China has accused this AUKUS alliance of embarking on a “path of error and danger.”
Monday, the leaders of the United States, Britain and Australia announced a deal on nuclear-powered attack submarines that will also see U.S. and British nuclear-powered submarines rotating into Australian waters as soon as 2027.
The multi-billion-dollar trilateral accord will provide Australia with at least three U.S.-made submarines armed with conventional weapons. The allies will also work together to create a new fleet of subs using cutting-edge technology.

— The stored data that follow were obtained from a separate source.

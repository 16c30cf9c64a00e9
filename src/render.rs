pub(crate) mod background;
pub(crate) mod compositor;
pub(crate) mod placement;
pub(crate) mod surface;
pub(crate) mod view;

At a regular media briefing in Beijing Tuesday, China’s foreign ministry spokesperson Wang Wenbin said the AUKUS partners had “for the sake of their own geopolitical interests” completely disregarded “the concerns of the international communities.”
China has previously accused Washington, London and Canberra of a “Cold War mentality.”
Senior Australian government ministers telephoned their counterparts in more than 60 nations in the days leading up to Monday’s AUKUS announcement to allay concerns about nuclear proliferation. China, however, has, so far, refused to be briefed.
Australia’s Minister for Foreign Affairs Penny Wong told the Australian Broadcasting Corp. Wednesday that her government wanted to be more transparent than the former Prime Minister Scott Morrison, who signed the AUKUS accord in September 2021.
“We wanted to stabilize the relationship with China, and we want to reengage more deeply with our region,” Wong said. “We have sought to do both of those things including in the way we dealt with this (AUKUS) announcement where we have engaged very closely with our region in the lead up to this and made sure that they were not blindsided in the way they were under the Morrison government.”
She added that, “I said we wanted to cooperate with China where we can, disagree where we must, and we would engage in our national interests.”
Australian Prime Minister Anthony Albanese said Australia’s twin ambitions of greater military cooperation with the United States and closer economic ties with China, its biggest trading partner, was not a “contradictory position.”
Canberra’s diplomatic ties with Beijing have been strained in recent years over various political and trade disputes, but Albanese’s center-left government has made improving the relationship a priority.
The Australian prime minister met Chinese President Xi Jinping on the sidelines of the G-20 international summit in Indonesia in November.
Albanese visits Fiji Wednesday to hold talks on security, climate change and the regional economy with his counterpart, Sitiveni Rabuka.